By combining cases (i) and (ii), we get \begin{equation*} \psi (u) \leq \begin{cases} \frac{u^2}{8}\quad \quad \quad \quad \quad \lambda \leq 0.5, \\ \lambda (1-\lambda) \frac{u^2}{2} \quad \lambda >0.5. \end{cases} \end{equation*} The proof is completed.

2.2. Observation from Corollary 1

Now we first review the Corollary 1. It claimed that under the same assumption of Theorem 1, for \(k=2\), we have \begin{equation*} E[e^{sX}]\leq \left[1+\frac{m_2}{a^2}\right] \exp\left\{\frac{s^2}{4}\Phi^2(a,b)\right\} \end{equation*} where \(m_2=E(X^2)\).

Before we present the proof of Corollary 1, let us analyze why such a new type of Hoeffding's inequality can decrease its exponential factor by 2 times in philosophy.

Since \begin{equation*} f(x)=\exp(\alpha x) \end{equation*} is a convex function for any \(\alpha>0\).
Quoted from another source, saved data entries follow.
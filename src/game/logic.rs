//! Game loop controller for the falling-target game.
//!
//! Taps and fall resolutions both consult the element's `tapped` flag, and
//! each element is removed from the active set exactly once, so the two can
//! arrive in either order without double counting.

use super::clock::{spawn_tick, ClockEvent};
use super::observer::SessionEvent;
use super::types::{ElementId, FallOutcome, FallingGame, GamePhase, Position, TapPolicy};
use rand::Rng;

/// Input actions for the falling-target game.
#[derive(Debug, Clone, Copy, PartialEq)]
pub enum FallingInput {
    /// Tap whatever is under a point in world units (mouse click).
    TapAt(Position),
    /// Tap the untapped element closest to the bottom (keyboard).
    TapLowest,
    /// Start over from scratch.
    Restart,
    /// Any other key.
    Other,
}

/// Process player input. Returns true if the input changed the session.
pub fn process_input(game: &mut FallingGame, input: FallingInput) -> bool {
    match input {
        FallingInput::TapAt(point) => tap_at(game, point).is_some(),
        FallingInput::TapLowest => tap_lowest(game).is_some(),
        FallingInput::Restart => {
            restart(game);
            true
        }
        FallingInput::Other => false,
    }
}

/// Tap an element. Scores one point and marks it tapped.
///
/// Unknown ids, already tapped elements and taps after game over are
/// ignored and return false.
pub fn tap(game: &mut FallingGame, id: ElementId) -> bool {
    if game.is_game_over() {
        return false;
    }
    let Some(element) = game.elements.get_mut(&id) else {
        return false;
    };
    if element.tapped {
        return false;
    }

    element.tapped = true;
    game.score += 1;

    if game.config.tap_policy == TapPolicy::Pop {
        remove_element(game, id);
    }

    let score = game.score;
    game.notify(SessionEvent::Tapped { id, score });
    true
}

/// Tap the lowest untapped element whose circle contains `point`.
pub fn tap_at(game: &mut FallingGame, point: Position) -> Option<ElementId> {
    let size = game.config.element_size;
    let target = game
        .order
        .iter()
        .filter_map(|id| game.elements.get(id))
        .filter(|e| !e.tapped && e.contains(point, size))
        .max_by(|a, b| a.position.y.total_cmp(&b.position.y))
        .map(|e| e.id)?;

    tap(game, target).then_some(target)
}

/// Tap the untapped element closest to the bottom boundary.
pub fn tap_lowest(game: &mut FallingGame) -> Option<ElementId> {
    // Oldest untapped element is always the lowest one
    let target = game
        .order
        .iter()
        .filter_map(|id| game.elements.get(id))
        .find(|e| !e.tapped)
        .map(|e| e.id)?;

    tap(game, target).then_some(target)
}

/// Resolve an element whose fall period has elapsed.
///
/// Counts a miss if it was never tapped, a touched-bottom otherwise, then
/// checks the termination thresholds. No-op once the session is over or if
/// the element already left the active set.
pub fn resolve_fall(game: &mut FallingGame, id: ElementId) -> Option<FallOutcome> {
    if game.is_game_over() {
        return None;
    }

    let bottom_y = game.bottom_y();
    let element = game.elements.get_mut(&id)?;
    element.position.y = bottom_y;

    let outcome = if element.tapped {
        game.touched_bottom_count += 1;
        FallOutcome::TouchedBottom
    } else {
        game.missed_count += 1;
        FallOutcome::Missed
    };

    remove_element(game, id);
    game.notify(SessionEvent::Resolved { id, outcome });

    if should_end(game) {
        end_game(game);
    }
    Some(outcome)
}

fn should_end(game: &FallingGame) -> bool {
    game.missed_count >= game.config.max_missed
        || game.touched_bottom_count >= game.config.max_touched_bottom
}

/// Enter the game-over state: clear the board and record the final score.
/// Pending clock events stay queued and no-op when they fire.
fn end_game(game: &mut FallingGame) {
    let final_score = game.score;
    game.phase = GamePhase::GameOver { final_score };
    game.best_score = game.best_score.max(final_score);
    game.elements.clear();
    game.order.clear();
    game.notify(SessionEvent::GameOver { final_score });
}

/// Full reset: scores, counters and the board are cleared, stale clock events
/// are dropped, and the spawner fires again immediately.
pub fn restart(game: &mut FallingGame) {
    game.score = 0;
    game.missed_count = 0;
    game.touched_bottom_count = 0;
    game.elements.clear();
    game.order.clear();
    game.phase = GamePhase::Playing;

    game.clock.clear();
    let now = game.clock.now_ms();
    game.clock.schedule_spawn(now);

    game.notify(SessionEvent::Restarted);
}

/// Advance the session by `dt_ms`, firing every due clock event in order.
pub fn advance<R: Rng>(game: &mut FallingGame, dt_ms: u64, rng: &mut R) {
    let target = game.clock.now_ms().saturating_add(dt_ms);

    while let Some(scheduled) = game.clock.pop_due(target) {
        update_positions(game);
        match scheduled.event {
            ClockEvent::SpawnTick => {
                spawn_tick(game, rng);
            }
            ClockEvent::ResolveFall(id) => {
                resolve_fall(game, id);
            }
        }
    }

    game.clock.set_now(target);
    update_positions(game);
}

/// Fraction of the fall completed by an element spawned at `spawned_at_ms`.
fn progress_at(now_ms: u64, spawned_at_ms: u64, period_ms: u64) -> f64 {
    if period_ms == 0 {
        return 1.0;
    }
    let elapsed = now_ms.saturating_sub(spawned_at_ms);
    (elapsed as f64 / period_ms as f64).min(1.0)
}

/// Move every active element along its linear fall path.
fn update_positions(game: &mut FallingGame) {
    let start = game.spawn_y();
    let end = game.bottom_y();
    let now = game.clock.now_ms();
    let period = game.config.fall_period_ms;

    for element in game.elements.values_mut() {
        let progress = progress_at(now, element.spawned_at_ms, period);
        element.position.y = start + (end - start) * progress;
    }
}

fn remove_element(game: &mut FallingGame, id: ElementId) {
    if game.elements.remove(&id).is_none() {
        return;
    }
    if game.order.front() == Some(&id) {
        game.order.pop_front();
    } else {
        game.order.retain(|e| *e != id);
    }
}

#[cfg(test)]
mod tests {
    use super::*;
    use crate::core::config::GameConfig;
    use crate::game::observer::EventLog;
    use crate::game::types::Viewport;
    use rand::SeedableRng;
    use rand_chacha::ChaCha8Rng;

    fn create_test_rng() -> ChaCha8Rng {
        ChaCha8Rng::seed_from_u64(12345)
    }

    fn new_game(policy: TapPolicy) -> FallingGame {
        let config = GameConfig {
            tap_policy: policy,
            ..GameConfig::default()
        };
        FallingGame::new(config, Viewport::new(400.0, 800.0))
    }

    /// Fire the initial spawn tick and return the new element.
    fn spawn_first(game: &mut FallingGame, rng: &mut ChaCha8Rng) -> ElementId {
        advance(game, 0, rng);
        game.snapshot().last().map(|e| e.id).unwrap()
    }

    #[test]
    fn test_first_spawn_happens_immediately() {
        let mut game = new_game(TapPolicy::Pop);
        let mut rng = create_test_rng();
        advance(&mut game, 0, &mut rng);
        assert_eq!(game.active_count(), 1);
    }

    #[test]
    fn test_spawn_cadence() {
        let mut game = new_game(TapPolicy::CountAtBoundary);
        let mut rng = create_test_rng();
        advance(&mut game, 1999, &mut rng);
        assert_eq!(game.active_count(), 1);
        // t=2000: first resolves, second spawns
        advance(&mut game, 1, &mut rng);
        assert_eq!(game.active_count(), 1);
        assert_eq!(game.missed_count(), 1);
    }

    #[test]
    fn test_tap_scores_once() {
        let mut game = new_game(TapPolicy::CountAtBoundary);
        let mut rng = create_test_rng();
        let id = spawn_first(&mut game, &mut rng);

        assert!(tap(&mut game, id));
        assert_eq!(game.score(), 1);
        assert!(game.element(id).unwrap().tapped);

        assert!(!tap(&mut game, id));
        assert_eq!(game.score(), 1);
    }

    #[test]
    fn test_tap_unknown_is_noop() {
        let mut game = new_game(TapPolicy::Pop);
        let mut rng = create_test_rng();
        spawn_first(&mut game, &mut rng);
        assert!(!tap(&mut game, ElementId::new()));
        assert_eq!(game.score(), 0);
        assert_eq!(game.active_count(), 1);
    }

    #[test]
    fn test_pop_policy_removes_on_tap() {
        let mut game = new_game(TapPolicy::Pop);
        let mut rng = create_test_rng();
        let id = spawn_first(&mut game, &mut rng);

        assert!(tap(&mut game, id));
        assert_eq!(game.active_count(), 0);

        // Pending resolution is a no-op
        assert!(resolve_fall(&mut game, id).is_none());
        assert_eq!(game.missed_count(), 0);
        assert_eq!(game.touched_bottom_count(), 0);
    }

    #[test]
    fn test_count_at_boundary_policy_counts_touched() {
        let mut game = new_game(TapPolicy::CountAtBoundary);
        let mut rng = create_test_rng();
        let id = spawn_first(&mut game, &mut rng);
        tap(&mut game, id);

        assert_eq!(resolve_fall(&mut game, id), Some(FallOutcome::TouchedBottom));
        assert_eq!(game.score(), 1);
        assert_eq!(game.missed_count(), 0);
        assert_eq!(game.touched_bottom_count(), 1);
        assert!(game.element(id).is_none());
    }

    #[test]
    fn test_resolve_untapped_counts_miss() {
        let mut game = new_game(TapPolicy::Pop);
        let mut rng = create_test_rng();
        let id = spawn_first(&mut game, &mut rng);

        assert_eq!(resolve_fall(&mut game, id), Some(FallOutcome::Missed));
        assert_eq!(game.missed_count(), 1);
        assert_eq!(game.active_count(), 0);
        // Second resolution of the same element counts nothing
        assert!(resolve_fall(&mut game, id).is_none());
        assert_eq!(game.missed_count(), 1);
    }

    #[test]
    fn test_three_misses_end_game() {
        let mut game = new_game(TapPolicy::Pop);
        let mut rng = create_test_rng();

        advance(&mut game, 4000, &mut rng);
        assert_eq!(game.missed_count(), 2);
        assert!(!game.is_game_over());

        advance(&mut game, 2000, &mut rng);
        assert_eq!(game.missed_count(), 3);
        assert!(game.is_game_over());
        assert_eq!(game.phase(), GamePhase::GameOver { final_score: 0 });
        assert_eq!(game.active_count(), 0);
    }

    #[test]
    fn test_three_touched_bottom_end_game() {
        let mut game = new_game(TapPolicy::CountAtBoundary);
        let mut rng = create_test_rng();

        for _ in 0..3 {
            advance(&mut game, 0, &mut rng);
            assert!(tap_lowest(&mut game).is_some());
            advance(&mut game, 2000, &mut rng);
        }
        // The third tapped element resolved at t=6000
        assert_eq!(game.touched_bottom_count(), 3);
        assert_eq!(game.missed_count(), 0);
        assert_eq!(game.phase(), GamePhase::GameOver { final_score: 3 });
    }

    #[test]
    fn test_no_spawns_after_game_over() {
        let mut game = new_game(TapPolicy::Pop);
        let mut rng = create_test_rng();
        advance(&mut game, 6000, &mut rng);
        assert!(game.is_game_over());

        advance(&mut game, 20_000, &mut rng);
        assert_eq!(game.active_count(), 0);
        assert_eq!(game.missed_count(), 3);
        assert_eq!(game.clock.pending(), 0);
    }

    #[test]
    fn test_tap_after_game_over_is_noop() {
        let mut game = new_game(TapPolicy::Pop);
        let mut rng = create_test_rng();
        advance(&mut game, 6000, &mut rng);
        assert!(tap_lowest(&mut game).is_none());
        assert_eq!(game.score(), 0);
    }

    #[test]
    fn test_restart_resets_everything() {
        let mut game = new_game(TapPolicy::Pop);
        let mut rng = create_test_rng();
        advance(&mut game, 0, &mut rng);
        tap_lowest(&mut game);
        advance(&mut game, 8000, &mut rng);
        assert!(game.is_game_over());
        assert_eq!(game.best_score(), 1);

        restart(&mut game);
        assert!(!game.is_game_over());
        assert_eq!(game.score(), 0);
        assert_eq!(game.missed_count(), 0);
        assert_eq!(game.touched_bottom_count(), 0);
        assert_eq!(game.active_count(), 0);
        assert_eq!(game.best_score(), 1);

        // Spawner is running again
        advance(&mut game, 0, &mut rng);
        assert_eq!(game.active_count(), 1);
    }

    #[test]
    fn test_restart_drops_stale_resolutions() {
        let mut game = new_game(TapPolicy::Pop);
        let mut rng = create_test_rng();
        advance(&mut game, 1000, &mut rng);
        restart(&mut game);

        // Old element would have resolved at t=2000
        advance(&mut game, 1500, &mut rng);
        assert_eq!(game.missed_count(), 0);
        assert_eq!(game.active_count(), 1);
    }

    #[test]
    fn test_positions_fall_linearly() {
        let mut game = new_game(TapPolicy::Pop);
        let mut rng = create_test_rng();
        let id = spawn_first(&mut game, &mut rng);
        let start = game.spawn_y();
        let end = game.bottom_y();

        advance(&mut game, 1000, &mut rng);
        let y = game.element(id).unwrap().position.y;
        assert!((y - (start + end) / 2.0).abs() < 1e-9);
        assert!((progress_at(1000, 0, 2000) - 0.5).abs() < 1e-9);
        assert!((progress_at(5000, 0, 2000) - 1.0).abs() < 1e-9);
    }

    #[test]
    fn test_tap_at_hits_circle() {
        let mut game = new_game(TapPolicy::Pop);
        let mut rng = create_test_rng();
        let id = spawn_first(&mut game, &mut rng);
        advance(&mut game, 1000, &mut rng);
        let element = game.element(id).unwrap().clone();

        assert!(tap_at(&mut game, Position::new(element.position.x - 40.0, element.position.y)).is_none());
        assert_eq!(game.score(), 0);

        let center = Position::new(element.position.x + 25.0, element.position.y);
        assert_eq!(tap_at(&mut game, center), Some(id));
        assert_eq!(game.score(), 1);
    }

    #[test]
    fn test_process_input_dispatch() {
        let mut game = new_game(TapPolicy::Pop);
        let mut rng = create_test_rng();
        advance(&mut game, 0, &mut rng);

        assert!(!process_input(&mut game, FallingInput::Other));
        assert!(process_input(&mut game, FallingInput::TapLowest));
        assert_eq!(game.score(), 1);
        assert!(process_input(&mut game, FallingInput::Restart));
        assert_eq!(game.score(), 0);
    }

    #[test]
    fn test_events_reported_to_observers() {
        let mut game = new_game(TapPolicy::Pop);
        let mut rng = create_test_rng();
        let log = EventLog::new();
        game.subscribe(Box::new(log.clone()));

        let id = spawn_first(&mut game, &mut rng);
        tap(&mut game, id);

        let events = log.drain();
        assert_eq!(events.len(), 2);
        assert!(matches!(events[0], SessionEvent::Spawned { id: spawned, .. } if spawned == id));
        assert_eq!(events[1], SessionEvent::Tapped { id, score: 1 });
    }
}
Let \(\alpha =2\tilde{s}\), then

\begin{equation*} \begin{split} E(\exp(2\tilde{s}X))&\leq \frac{b^2+m_2}{(b-a)^2}\exp(2\tilde{s}a)+\frac{m_2+a^2}{(b-a)^2}\exp(2\tilde{s}b)+\frac{-2ab-2m_2}{(b-a)^2}\exp(\tilde{s}a)\exp(\tilde{s}b)\\ & =\frac{b^2+m_2}{(b-a)^2}\exp(2\tilde{s}a)+\frac{m_2+a^2}{(b-a)^2}\exp(2\tilde{s}b) +\frac{-2ab-2m_2}{(b-a)^2}\exp\left(2\tilde{s}\frac{a+b}{2}\right). \end{split} \end{equation*} The equation above can be rewritten as
\begin{equation} \label{alpha 2} \begin{split} E(\exp(\alpha X))\leq &{} \frac{b^2+m_2}{(b-a)^2}\exp(\alpha a)+\frac{m_2+a^2}{(b-a)^2}\exp(\alpha b)+\frac{-2ab-2m_2}{(b-a)^2}\exp\left(\alpha \frac{a+b}{2}\right). \end{split} \end{equation}
(8)
Using Lemma 2 above, it is easy to see that all of the weighting coefficients of \(\exp(\alpha a),\exp(\alpha b)\) and \(\exp(\alpha \frac{a+b}{2})\) are non-negative and \begin{equation*} \frac{b^2+m_2}{(b-a)^2}+\frac{m_2+a^2}{(b-a)^2}+\frac{-2ab-2m_2}{(b-a)^2}=1. \end{equation*} Now, by using \(s=\alpha\) in the inequality (8), we have
\begin{equation} \label{s 2} \begin{split} E(\exp(s X))\leq {}&\frac{b^2+m_2}{(b-a)^2}\exp(sa)+\frac{m_2+a^2}{(b-a)^2}\exp(sb)+\frac{-2ab-2m_2}{(b-a)^2}\exp\left(s\frac{a+b}{2}\right) \end{split} \end{equation}
(9)
It is easy to see that the right hand side of equation is equal to the linear weighting sum of \(\exp(sa),\exp(sb)\) and \(\exp(s\frac{a+b}{2})\). That is to say, one can use the information provided by three points to estimate the upper bound of \(E(\exp(sX))\). It exactly provides more information than that only using two point linear weighting sum of \(\exp(sa)\) and \(\exp(sb)\) to estimate the upper bound of \(E(\exp(sX))\). Similarly, if one can use the information of function \(\exp(sx)\) at multiple points, the upper bound of estimation \(E(\exp(sX))\) may be improved further, this is why we consider the high order moments of random variables to discuss Hoeffding's inequality improvement.

2.3. Proof of Corollary 1

Now let us present the proof of Corollary 1.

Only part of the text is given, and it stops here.